ETA: I almost didn't publish this because it feels like I'm picking a fight when really I'm asking someone to change my mind? Let's talk, Monkeys.

We in the fandom have been talking a lot lately about who the Witness is. Personally, I think it's going to be Sam, Ramse’s son--mostly because it'll then all literally be one person’s fault, because that one person fought so hard to make sure that kid existed--or one of the Joneses because they are the ones who broke nature to invent time travel. Story-wise, and based mostly on my own personal writing habits and understanding of stories, those are my favorite theories.

But actually--if the Witness is actually a villain and not misunderstood or trapped*--on an emotional level, I’m hoping it's Aaron Marker.

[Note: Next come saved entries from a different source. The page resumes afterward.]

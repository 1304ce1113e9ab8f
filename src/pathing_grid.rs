use crate::cell::{Cell, CellState, Neighbours};
use crate::error::LayoutError;
use core::fmt;
use grid_util::point::Point;
use log::{debug, info, warn};
use petgraph::unionfind::UnionFind;
use smallvec::SmallVec;

/// [PathingGrid] owns an N×N arena of [Cell]s stored in row-major order, so the cell at
/// `(row, col)` lives at index `row * N + col`. Positions are [Point]s with `x` as the row and
/// `y` as the column. Besides the per-cell state it keeps the 4-neighbour adjacency used by the
/// search and a [UnionFind] structure over passable cells to answer reachability queries.
#[derive(Clone, Debug)]
pub struct PathingGrid {
    rows: usize,
    cell_size: u32,
    cells: Vec<Cell>,
    pub components: UnionFind<usize>,
    pub components_dirty: bool,
    adjacency_stale: bool,
}

impl Default for PathingGrid {
    fn default() -> PathingGrid {
        PathingGrid::build(0, 0)
    }
}

impl PathingGrid {
    /// Allocates `rows`×`rows` empty cells. Each cell is `pixel_width / rows` pixels wide; the
    /// remainder of the division is left unused at the right and bottom edges.
    pub fn build(rows: usize, pixel_width: u32) -> PathingGrid {
        let cell_size = u32::try_from(rows)
            .ok()
            .and_then(|r| pixel_width.checked_div(r))
            .unwrap_or(0);
        let mut grid = PathingGrid {
            rows,
            cell_size,
            cells: vec![Cell::default(); rows * rows],
            components: UnionFind::new(rows * rows),
            components_dirty: false,
            adjacency_stale: true,
        };
        grid.generate_components();
        grid
    }

    /// Parses a square ASCII layout, one line per row. See [CellState::glyph] for the glyphs.
    /// Blank lines and surrounding whitespace are ignored.
    pub fn from_layout(layout: &str, pixel_width: u32) -> Result<PathingGrid, LayoutError> {
        let lines = layout
            .lines()
            .map(str::trim)
            .filter(|l| !l.is_empty())
            .collect::<Vec<_>>();
        if lines.is_empty() {
            return Err(LayoutError::Empty);
        }
        let rows = lines.len();
        let mut grid = PathingGrid::build(rows, pixel_width);
        for (row, line) in lines.iter().enumerate() {
            let len = line.chars().count();
            if len != rows {
                return Err(LayoutError::NotSquare { row, len, rows });
            }
            for (col, glyph) in line.chars().enumerate() {
                let state = CellState::from_glyph(glyph)
                    .ok_or(LayoutError::UnknownGlyph { glyph, row, col })?;
                grid.cells[row * rows + col].state = state;
            }
        }
        grid.generate_components();
        Ok(grid)
    }

    pub fn rows(&self) -> usize {
        self.rows
    }
    /// Side length of a cell in pixels.
    pub fn cell_size(&self) -> u32 {
        self.cell_size
    }
    pub fn cell_count(&self) -> usize {
        self.cells.len()
    }
    pub fn point_in_bounds(&self, p: Point) -> bool {
        p.x >= 0 && p.y >= 0 && (p.x as usize) < self.rows && (p.y as usize) < self.rows
    }
    /// Arena index of an in-bounds point.
    pub fn get_ix_point(&self, p: &Point) -> usize {
        debug_assert!(self.point_in_bounds(*p));
        p.x as usize * self.rows + p.y as usize
    }
    pub fn ix(&self, p: Point) -> Option<usize> {
        self.point_in_bounds(p).then(|| self.get_ix_point(&p))
    }
    pub fn ix_to_point(&self, ix: usize) -> Point {
        Point::new((ix / self.rows) as i32, (ix % self.rows) as i32)
    }
    pub fn cell(&self, p: Point) -> Option<&Cell> {
        self.ix(p).map(|ix| &self.cells[ix])
    }
    pub fn state(&self, p: Point) -> Option<CellState> {
        self.cell(p).map(|c| c.state)
    }
    pub(crate) fn state_ix(&self, ix: usize) -> CellState {
        self.cells[ix].state
    }
    /// Passable neighbours of `p` as of the last [compute_adjacency](Self::compute_adjacency).
    pub fn neighbours(&self, p: Point) -> SmallVec<[Point; 4]> {
        match self.cell(p) {
            Some(c) => c.neighbours.iter().map(|&n| self.ix_to_point(n)).collect(),
            None => SmallVec::new(),
        }
    }
    pub(crate) fn neighbour_ixs(&self, ix: usize) -> &[usize] {
        &self.cells[ix].neighbours
    }
    /// First cell in row-major order that is in the given state.
    pub fn find_state(&self, state: CellState) -> Option<Point> {
        self.cells
            .iter()
            .position(|c| c.state == state)
            .map(|ix| self.ix_to_point(ix))
    }
    pub fn count_state(&self, state: CellState) -> usize {
        self.cells.iter().filter(|c| c.state == state).count()
    }
    /// True when barriers changed after the last [compute_adjacency](Self::compute_adjacency).
    pub fn adjacency_is_stale(&self) -> bool {
        self.adjacency_stale
    }

    pub fn set_barrier(&mut self, pos: Point) {
        self.set_state(pos, CellState::Barrier);
    }
    pub fn set_start(&mut self, pos: Point) {
        self.set_state(pos, CellState::Start);
    }
    pub fn set_end(&mut self, pos: Point) {
        self.set_state(pos, CellState::End);
    }
    pub fn reset(&mut self, pos: Point) {
        self.set_state(pos, CellState::Empty);
    }

    /// Updates a single cell. Unblocking a cell joins it with the components of its neighbours,
    /// blocking one flags the components as dirty since they may break apart. Both invalidate
    /// the adjacency.
    pub fn set_state(&mut self, pos: Point, state: CellState) {
        let Some(ix) = self.ix(pos) else {
            warn!(
                "Ignoring {:?} for {:?} outside the {}x{} grid",
                state, pos, self.rows, self.rows
            );
            return;
        };
        let was_barrier = self.cells[ix].is_barrier();
        let is_barrier = state == CellState::Barrier;
        self.cells[ix].state = state;
        if was_barrier != is_barrier {
            self.adjacency_stale = true;
            if is_barrier {
                self.components_dirty = true;
            } else {
                for n in self.passable_neighbours(ix) {
                    self.components.union(ix, n);
                }
            }
        }
    }

    /// Classification written by a search. Start and End cells keep their state.
    pub(crate) fn classify(&mut self, ix: usize, state: CellState) {
        debug_assert!(state.is_search_mark());
        let cell = &mut self.cells[ix];
        if !cell.state.is_endpoint() {
            cell.state = state;
        }
    }

    /// Resets every cell to [CellState::Empty].
    pub fn clear(&mut self) {
        for cell in &mut self.cells {
            *cell = Cell::default();
        }
        self.adjacency_stale = true;
        self.generate_components();
    }

    /// Removes Open, Closed and Path marks left by a previous search.
    pub fn clear_search_marks(&mut self) {
        for cell in &mut self.cells {
            if cell.state.is_search_mark() {
                cell.state = CellState::Empty;
            }
        }
    }

    fn passable_neighbours(&self, ix: usize) -> Neighbours {
        let (row, col) = (ix / self.rows, ix % self.rows);
        let mut neighbours = Neighbours::new();
        // Down, up, right, left
        if row + 1 < self.rows {
            neighbours.push(ix + self.rows);
        }
        if row > 0 {
            neighbours.push(ix - self.rows);
        }
        if col + 1 < self.rows {
            neighbours.push(ix + 1);
        }
        if col > 0 {
            neighbours.push(ix - 1);
        }
        neighbours.retain(|n| !self.cells[*n].is_barrier());
        neighbours
    }

    /// Rebuilds the neighbour list of every cell, leaving out barriers and anything past the
    /// border. Must run after the last barrier edit and before a search.
    pub fn compute_adjacency(&mut self) {
        for ix in 0..self.cells.len() {
            self.cells[ix].neighbours = self.passable_neighbours(ix);
        }
        self.adjacency_stale = false;
        debug!("Computed adjacency for {} cells", self.cells.len());
        self.update();
    }

    /// Regenerates the components if they are marked as dirty.
    pub fn update(&mut self) {
        if self.components_dirty {
            info!("Components are dirty: regenerating components");
            self.generate_components();
        }
    }

    /// Generates a new [UnionFind] structure and links up passable 4-neighbours.
    pub fn generate_components(&mut self) {
        let n = self.cells.len();
        self.components = UnionFind::new(n);
        self.components_dirty = false;
        for ix in 0..n {
            if self.cells[ix].is_barrier() {
                continue;
            }
            // Linking forward (down and right) covers every edge once.
            for other in self.passable_neighbours(ix) {
                if other > ix {
                    self.components.union(ix, other);
                }
            }
        }
    }

    /// Checks if start and goal are on the same component. Barrier cells are never reachable.
    pub fn reachable(&self, start: &Point, goal: &Point) -> bool {
        match (self.cell(*start), self.cell(*goal)) {
            (Some(a), Some(b)) if !a.is_barrier() && !b.is_barrier() => self
                .components
                .equiv(self.get_ix_point(start), self.get_ix_point(goal)),
            _ => false,
        }
    }

    /// Checks if start and goal are not on the same component.
    pub fn unreachable(&self, start: &Point, goal: &Point) -> bool {
        !self.reachable(start, goal)
    }
}

impl fmt::Display for PathingGrid {
    fn fmt(&self, f: &mut fmt::Formatter) -> fmt::Result {
        for row in self.cells.chunks(self.rows.max(1)) {
            let line = row.iter().map(|c| c.state.glyph()).collect::<String>();
            writeln!(f, "{}", line)?;
        }
        Ok(())
    }
}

Because he's a punk and a weenie and I want him to keep being a villain and not get out of owning up to his weenie-ness so easily as dying.

See, here's the thing. I have a problem with Aaron Marker. The fact that Cassie is so pro-Marker in her anger right now has brought into focus what it is for me: he is a problem.

Cassie loved him in the beginning and it looked like they were set up for a fantastic rich-and-influential-people life. But then Cassie, the woman he's engaged to, who he wants to spend the rest of his life with, is kidnapped--and he doesn't support her through her trauma?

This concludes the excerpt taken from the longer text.